Due to the limited number of comparators in DWT (see Section [II\)](#page-1-0), we cannot monitor a large number of variables if they are scattered across the address space of the firmware. We address this issue by relocating all critical variables to a single memory region called *GuardedZone*. *InvisiGuard* prevents any

illegal write attempts to this zone. A critical variable can appear in any of the stack, heap, or data/BSS segments. Correspondingly, we split *GuardedZone* into three sub-regions, as shown in Figure [1.](#page-1-1)

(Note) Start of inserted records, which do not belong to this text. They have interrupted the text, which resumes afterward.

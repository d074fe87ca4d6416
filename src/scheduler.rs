//! The scheduler: owner of cores, queues and counters.
//!
//! Hosts two long-lived threads. The dispatch loop wakes due sleepers,
//! drains the memory-pending queue in FIFO order, hands ready processes
//! to idle cores (rotating the starting core), reaps finished processes
//! and dumps periodic memory snapshots. The generator loop creates a
//! synthetic process every `batch_process_freq` ticks while generation
//! is enabled.
//!
//! Cores communicate back through [`SchedShared`], a capability struct
//! holding the queues, sets and counters. The `Scheduler` owns the
//! cores and the thread handles; cores hold only the shared state, so
//! they never extend the scheduler's lifetime.

use std::collections::{HashMap, HashSet, VecDeque};
use std::sync::atomic::{AtomicBool, AtomicU32, AtomicU64, AtomicUsize, Ordering};
use std::sync::{Arc, Mutex};
use std::thread::{self, JoinHandle};
use std::time::Duration;

use anyhow::{bail, Result};
use chrono::Local;
use rand::rngs::SmallRng;
use rand::SeedableRng;
use tracing::{debug, info, warn};

use crate::clock::{TickClock, Ticker};
use crate::config::{SchedPolicy, SimConfig};
use crate::core::Core;
use crate::memory::MemoryManager;
use crate::process::{Process, ProcessRef};
use crate::queue::TsQueue;
use crate::types::{CoreId, Pid, Tick, QUANTUM_UNLIMITED};

/// Wall-clock pause between dispatch passes.
const DISPATCH_PERIOD: Duration = Duration::from_millis(2);
/// Wall-clock pause between generator polls.
const GENERATOR_POLL: Duration = Duration::from_millis(2);
/// Wall-clock pause between `wait_until_idle` polls.
const IDLE_POLL: Duration = Duration::from_millis(20);

/// State shared between the scheduler threads and the core workers.
///
/// Each collection has its own mutex and no path locks two of them at
/// once, so lock ordering never becomes an issue.
pub(crate) struct SchedShared {
    clock: TickClock,
    policy: SchedPolicy,
    quantum: u64,
    ready: TsQueue<ProcessRef>,
    sleeping: Mutex<Vec<ProcessRef>>,
    finished: Mutex<Vec<ProcessRef>>,
    finished_pids: Mutex<HashSet<Pid>>,
    mem_pending: Mutex<VecDeque<ProcessRef>>,
    memory: MemoryManager,
    registry: Mutex<HashMap<String, ProcessRef>>,
    rng: Mutex<SmallRng>,
    next_pid: AtomicU32,
    active: AtomicUsize,
    running: AtomicBool,
    gen_enabled: AtomicBool,
    next_core: AtomicUsize,
    start_tick: AtomicU64,
    last_gen_tick: AtomicU64,
    last_snapshot_tick: AtomicU64,
    snapshot_index: AtomicU64,
    core_ticks: Vec<AtomicU64>,
}

impl SchedShared {
    pub(crate) fn clock(&self) -> TickClock {
        self.clock.clone()
    }

    pub(crate) fn is_running(&self) -> bool {
        self.running.load(Ordering::Acquire)
    }

    /// Route a preempted or stopped process back where it belongs: the
    /// sleeping set when it slept, the ready queue otherwise.
    pub(crate) fn requeue(&self, process: ProcessRef) {
        let sleeping = process.lock().unwrap().is_sleeping();
        if sleeping {
            self.sleeping.lock().unwrap().push(process);
        } else {
            self.ready.push(process);
        }
    }

    /// Record completion exactly once per PID: stamp the finish time,
    /// release the memory, append to the finished list and drop the
    /// process from the active population.
    pub(crate) fn finalize(&self, process: &ProcessRef) {
        let pid = process.lock().unwrap().pid;
        if !self.finished_pids.lock().unwrap().insert(pid) {
            return;
        }
        process.lock().unwrap().finish_time = Some(Local::now());
        self.memory.deallocate(pid);
        self.finished.lock().unwrap().push(Arc::clone(process));
        self.active.fetch_sub(1, Ordering::AcqRel);
        debug!(%pid, "process finished");
    }

    pub(crate) fn add_core_ticks(&self, core: CoreId, ticks: u64) {
        self.core_ticks[core.0 as usize].fetch_add(ticks, Ordering::Relaxed);
    }

    fn alloc_pid(&self) -> Pid {
        Pid(self.next_pid.fetch_add(1, Ordering::Relaxed))
    }

    /// Register a process by name for later lookup. Every entry point
    /// goes through this check: a taken name is refused, never
    /// silently replaced.
    fn register(&self, name: &str, process: &ProcessRef) -> bool {
        let mut registry = self.registry.lock().unwrap();
        if registry.contains_key(name) {
            return false;
        }
        registry.insert(name.to_string(), Arc::clone(process));
        true
    }

    /// Admit a process: into the ready queue when memory allocation
    /// succeeds, onto the memory-pending queue otherwise. Either way the
    /// process joins the active population.
    fn admit(&self, process: ProcessRef) {
        let pid = process.lock().unwrap().pid;
        self.active.fetch_add(1, Ordering::AcqRel);
        if self.memory.allocate(pid) {
            self.ready.push(process);
        } else {
            debug!(%pid, "admission deferred, waiting for memory");
            self.mem_pending.lock().unwrap().push_back(process);
        }
    }

    /// Move every sleeper whose wake tick has arrived to the ready queue.
    fn wake_sleepers(&self) {
        let now = self.clock.now();
        let mut sleeping = self.sleeping.lock().unwrap();
        if sleeping.is_empty() {
            return;
        }
        let mut still = Vec::with_capacity(sleeping.len());
        for process in sleeping.drain(..) {
            let awake = {
                let mut p = process.lock().unwrap();
                if p.wake_at() <= now {
                    p.clear_sleep();
                    true
                } else {
                    false
                }
            };
            if awake {
                self.ready.push(process);
            } else {
                still.push(process);
            }
        }
        *sleeping = still;
    }

    /// Admit memory-pending processes in FIFO order, stopping at the
    /// first one that still does not fit.
    fn drain_mem_pending(&self) {
        let mut pending = self.mem_pending.lock().unwrap();
        while let Some(process) = pending.front() {
            let pid = process.lock().unwrap().pid;
            if !self.memory.allocate(pid) {
                break;
            }
            let process = pending.pop_front().unwrap();
            debug!(%pid, "deferred admission satisfied");
            self.ready.push(process);
        }
    }
}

Critical Variables on Stack and Heap We treat critical stack variables as dynamic objects. That is, they are allocated on the heap on function entry and de-allocated on function exit. Together with the original critical heap variables, they are stored in a sub-region of *GuardedZone*. The heap manager which manages both critical stack variables and heap variables is implemented based on FreeRTOS heap 2 [\[8\]](#page-14-22), a lightweight heap implementation. The metadata used to manage the heap is always marked as critical and is not an allowable write target for any non-TrustZone code.

Critical Variables in Data and BSS Segments Critical global variables are allocated in a dedicated data segment (\_critical\_data) or a BSS segment (\_critical\_ bss). These two segments are mapped to two separated subregions of the *GuardedZone*. Following the common practice in MCU programming, during booting, the chip initialization code needs to copy \_critical\_data from flash to the corresponding sub-region and to zero out the sub-region for \_critical\_bss.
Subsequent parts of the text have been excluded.